▸ Goal of the exercise: Lift every line from the entries that includes the word "applied".

━━━━━ Entries supplied

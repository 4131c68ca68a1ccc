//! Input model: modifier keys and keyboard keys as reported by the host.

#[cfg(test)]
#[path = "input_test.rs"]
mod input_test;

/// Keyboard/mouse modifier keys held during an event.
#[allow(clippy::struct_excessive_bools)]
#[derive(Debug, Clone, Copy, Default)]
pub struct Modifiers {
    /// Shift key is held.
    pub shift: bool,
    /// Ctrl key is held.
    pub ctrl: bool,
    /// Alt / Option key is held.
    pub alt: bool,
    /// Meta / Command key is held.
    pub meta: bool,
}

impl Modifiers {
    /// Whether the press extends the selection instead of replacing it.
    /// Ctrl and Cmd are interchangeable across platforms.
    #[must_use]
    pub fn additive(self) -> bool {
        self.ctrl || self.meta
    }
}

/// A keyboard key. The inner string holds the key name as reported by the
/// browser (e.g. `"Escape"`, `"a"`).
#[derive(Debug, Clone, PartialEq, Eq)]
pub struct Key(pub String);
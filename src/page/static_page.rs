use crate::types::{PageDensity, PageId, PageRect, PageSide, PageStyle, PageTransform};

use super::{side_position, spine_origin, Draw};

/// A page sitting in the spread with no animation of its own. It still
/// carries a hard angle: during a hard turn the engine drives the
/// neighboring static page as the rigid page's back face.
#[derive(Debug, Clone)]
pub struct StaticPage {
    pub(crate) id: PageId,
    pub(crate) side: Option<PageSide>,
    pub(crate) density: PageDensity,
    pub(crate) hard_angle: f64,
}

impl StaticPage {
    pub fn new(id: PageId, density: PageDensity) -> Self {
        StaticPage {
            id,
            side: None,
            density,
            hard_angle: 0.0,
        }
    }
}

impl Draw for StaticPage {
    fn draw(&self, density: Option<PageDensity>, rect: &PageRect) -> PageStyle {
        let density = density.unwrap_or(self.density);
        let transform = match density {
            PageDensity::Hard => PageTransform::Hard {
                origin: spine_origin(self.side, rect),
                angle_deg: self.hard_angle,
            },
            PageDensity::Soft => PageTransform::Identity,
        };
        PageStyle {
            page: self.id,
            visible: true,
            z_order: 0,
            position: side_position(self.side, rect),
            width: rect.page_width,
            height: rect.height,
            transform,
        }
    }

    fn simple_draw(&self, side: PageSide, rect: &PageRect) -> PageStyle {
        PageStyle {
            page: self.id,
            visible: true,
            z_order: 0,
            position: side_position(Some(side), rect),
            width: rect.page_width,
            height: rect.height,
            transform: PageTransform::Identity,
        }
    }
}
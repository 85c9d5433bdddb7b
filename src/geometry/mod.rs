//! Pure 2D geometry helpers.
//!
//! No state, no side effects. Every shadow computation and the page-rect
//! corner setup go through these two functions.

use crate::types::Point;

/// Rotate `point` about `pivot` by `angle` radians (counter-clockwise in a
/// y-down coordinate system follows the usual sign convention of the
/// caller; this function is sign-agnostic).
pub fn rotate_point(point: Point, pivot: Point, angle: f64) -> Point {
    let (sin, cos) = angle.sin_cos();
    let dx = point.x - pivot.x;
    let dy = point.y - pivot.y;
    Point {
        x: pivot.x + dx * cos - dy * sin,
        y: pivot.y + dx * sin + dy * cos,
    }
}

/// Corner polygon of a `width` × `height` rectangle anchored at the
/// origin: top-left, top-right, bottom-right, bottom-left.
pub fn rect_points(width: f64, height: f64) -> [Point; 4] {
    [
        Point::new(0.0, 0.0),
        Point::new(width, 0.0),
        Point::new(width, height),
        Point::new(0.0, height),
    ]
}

━━━━━━━━━━
━━━━━ Entries supplied

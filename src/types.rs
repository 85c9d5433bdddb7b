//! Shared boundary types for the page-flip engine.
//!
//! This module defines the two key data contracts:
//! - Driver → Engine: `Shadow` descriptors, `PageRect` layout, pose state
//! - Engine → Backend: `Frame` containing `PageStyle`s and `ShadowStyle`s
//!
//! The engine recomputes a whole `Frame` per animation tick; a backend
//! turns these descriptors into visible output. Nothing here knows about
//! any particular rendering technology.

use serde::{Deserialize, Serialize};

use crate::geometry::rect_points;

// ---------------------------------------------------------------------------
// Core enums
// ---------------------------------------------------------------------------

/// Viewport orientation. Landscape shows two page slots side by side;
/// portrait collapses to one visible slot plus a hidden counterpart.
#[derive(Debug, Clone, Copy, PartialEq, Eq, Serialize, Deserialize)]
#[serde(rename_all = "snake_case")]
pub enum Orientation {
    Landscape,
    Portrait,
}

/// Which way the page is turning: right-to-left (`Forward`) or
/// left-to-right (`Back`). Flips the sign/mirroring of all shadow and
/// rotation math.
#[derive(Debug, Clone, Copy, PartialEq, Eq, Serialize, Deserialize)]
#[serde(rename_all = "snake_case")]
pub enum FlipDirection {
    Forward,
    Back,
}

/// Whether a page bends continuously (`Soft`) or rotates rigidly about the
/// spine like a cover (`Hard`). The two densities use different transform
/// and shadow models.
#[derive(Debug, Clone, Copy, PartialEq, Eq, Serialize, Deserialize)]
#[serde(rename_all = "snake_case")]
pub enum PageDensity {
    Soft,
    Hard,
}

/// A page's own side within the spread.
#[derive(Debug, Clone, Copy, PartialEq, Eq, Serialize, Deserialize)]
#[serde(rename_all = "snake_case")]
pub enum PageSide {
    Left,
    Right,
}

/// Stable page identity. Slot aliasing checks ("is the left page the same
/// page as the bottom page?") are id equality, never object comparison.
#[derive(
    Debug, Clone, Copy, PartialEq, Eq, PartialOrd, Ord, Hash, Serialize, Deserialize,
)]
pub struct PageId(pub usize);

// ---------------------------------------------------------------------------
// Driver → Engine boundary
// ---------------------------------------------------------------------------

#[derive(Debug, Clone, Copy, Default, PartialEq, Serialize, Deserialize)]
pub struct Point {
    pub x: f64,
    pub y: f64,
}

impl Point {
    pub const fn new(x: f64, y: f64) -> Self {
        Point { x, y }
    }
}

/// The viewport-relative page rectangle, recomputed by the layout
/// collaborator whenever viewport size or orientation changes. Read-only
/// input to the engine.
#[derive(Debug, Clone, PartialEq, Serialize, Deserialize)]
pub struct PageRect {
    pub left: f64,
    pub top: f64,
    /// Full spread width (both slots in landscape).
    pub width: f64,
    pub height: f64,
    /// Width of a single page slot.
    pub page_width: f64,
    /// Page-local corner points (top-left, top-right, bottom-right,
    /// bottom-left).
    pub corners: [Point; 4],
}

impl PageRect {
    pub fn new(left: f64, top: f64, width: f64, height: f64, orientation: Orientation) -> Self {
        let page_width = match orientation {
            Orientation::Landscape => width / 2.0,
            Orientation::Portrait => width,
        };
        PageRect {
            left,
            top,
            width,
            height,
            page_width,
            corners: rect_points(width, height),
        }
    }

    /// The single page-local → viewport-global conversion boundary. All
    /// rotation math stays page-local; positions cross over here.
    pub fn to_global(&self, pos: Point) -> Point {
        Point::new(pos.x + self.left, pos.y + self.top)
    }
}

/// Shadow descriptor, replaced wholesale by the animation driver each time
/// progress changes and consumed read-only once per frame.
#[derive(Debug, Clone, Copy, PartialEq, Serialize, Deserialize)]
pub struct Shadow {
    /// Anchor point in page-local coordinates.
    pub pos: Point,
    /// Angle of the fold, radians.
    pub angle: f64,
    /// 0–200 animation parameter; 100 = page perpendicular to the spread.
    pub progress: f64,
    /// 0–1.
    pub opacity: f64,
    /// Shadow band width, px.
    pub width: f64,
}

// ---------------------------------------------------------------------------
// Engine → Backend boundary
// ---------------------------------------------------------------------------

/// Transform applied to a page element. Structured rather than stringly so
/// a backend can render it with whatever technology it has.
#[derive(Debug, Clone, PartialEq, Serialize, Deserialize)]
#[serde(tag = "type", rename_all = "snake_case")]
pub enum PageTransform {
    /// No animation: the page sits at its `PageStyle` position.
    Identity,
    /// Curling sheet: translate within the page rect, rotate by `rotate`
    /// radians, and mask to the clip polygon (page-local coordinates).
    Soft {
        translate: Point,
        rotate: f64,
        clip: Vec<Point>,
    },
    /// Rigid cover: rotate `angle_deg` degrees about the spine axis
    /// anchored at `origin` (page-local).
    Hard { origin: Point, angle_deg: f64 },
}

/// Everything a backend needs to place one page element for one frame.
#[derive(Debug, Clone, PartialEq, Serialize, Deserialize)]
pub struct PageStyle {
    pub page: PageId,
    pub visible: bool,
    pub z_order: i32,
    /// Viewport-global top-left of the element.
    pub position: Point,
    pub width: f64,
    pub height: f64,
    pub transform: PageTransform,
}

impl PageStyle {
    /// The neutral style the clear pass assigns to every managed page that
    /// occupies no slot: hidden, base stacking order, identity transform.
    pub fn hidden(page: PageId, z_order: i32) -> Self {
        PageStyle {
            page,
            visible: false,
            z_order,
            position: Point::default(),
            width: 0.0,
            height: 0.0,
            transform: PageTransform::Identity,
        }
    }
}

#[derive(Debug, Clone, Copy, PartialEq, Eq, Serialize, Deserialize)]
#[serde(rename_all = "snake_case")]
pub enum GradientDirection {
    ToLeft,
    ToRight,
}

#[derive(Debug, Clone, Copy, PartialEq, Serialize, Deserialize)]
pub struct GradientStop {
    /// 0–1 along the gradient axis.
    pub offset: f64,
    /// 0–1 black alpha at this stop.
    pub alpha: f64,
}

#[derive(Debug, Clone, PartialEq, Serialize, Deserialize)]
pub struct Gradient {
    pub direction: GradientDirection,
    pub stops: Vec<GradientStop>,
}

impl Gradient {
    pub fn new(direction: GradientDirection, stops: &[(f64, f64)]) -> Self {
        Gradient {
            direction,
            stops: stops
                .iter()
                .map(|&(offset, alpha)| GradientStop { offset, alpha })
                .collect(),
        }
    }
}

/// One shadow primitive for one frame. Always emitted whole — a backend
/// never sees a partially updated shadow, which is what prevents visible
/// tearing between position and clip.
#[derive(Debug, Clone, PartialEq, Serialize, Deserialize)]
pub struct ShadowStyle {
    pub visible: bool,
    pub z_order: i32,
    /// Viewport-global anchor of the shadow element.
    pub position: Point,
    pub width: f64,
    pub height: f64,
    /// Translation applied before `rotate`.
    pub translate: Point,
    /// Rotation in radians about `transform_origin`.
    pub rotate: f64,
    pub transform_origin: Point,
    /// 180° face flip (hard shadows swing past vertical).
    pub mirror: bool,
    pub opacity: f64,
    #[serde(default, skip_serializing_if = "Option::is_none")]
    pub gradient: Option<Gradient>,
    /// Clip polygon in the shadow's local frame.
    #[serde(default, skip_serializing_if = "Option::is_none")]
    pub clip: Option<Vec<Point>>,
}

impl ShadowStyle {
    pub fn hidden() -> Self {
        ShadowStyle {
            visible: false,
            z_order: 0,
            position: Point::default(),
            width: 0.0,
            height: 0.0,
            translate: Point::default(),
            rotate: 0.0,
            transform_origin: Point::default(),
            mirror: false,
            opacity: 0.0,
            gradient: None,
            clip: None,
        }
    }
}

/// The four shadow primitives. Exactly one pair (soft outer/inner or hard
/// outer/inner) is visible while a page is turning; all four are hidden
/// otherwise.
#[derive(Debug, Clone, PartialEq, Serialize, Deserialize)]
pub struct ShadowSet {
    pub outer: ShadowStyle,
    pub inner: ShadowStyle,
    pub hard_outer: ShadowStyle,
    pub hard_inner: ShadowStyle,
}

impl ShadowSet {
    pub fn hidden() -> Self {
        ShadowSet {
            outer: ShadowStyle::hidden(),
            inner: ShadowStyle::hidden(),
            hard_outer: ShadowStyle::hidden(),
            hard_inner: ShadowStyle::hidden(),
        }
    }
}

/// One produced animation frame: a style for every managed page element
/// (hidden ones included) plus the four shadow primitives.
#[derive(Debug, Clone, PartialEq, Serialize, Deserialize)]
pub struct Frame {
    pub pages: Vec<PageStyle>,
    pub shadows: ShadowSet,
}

━━━━━━━━━━

▸ Final answer:
/// Transform applied to a page element. Structured rather than stringly so
    /// Translation applied before `rotate`.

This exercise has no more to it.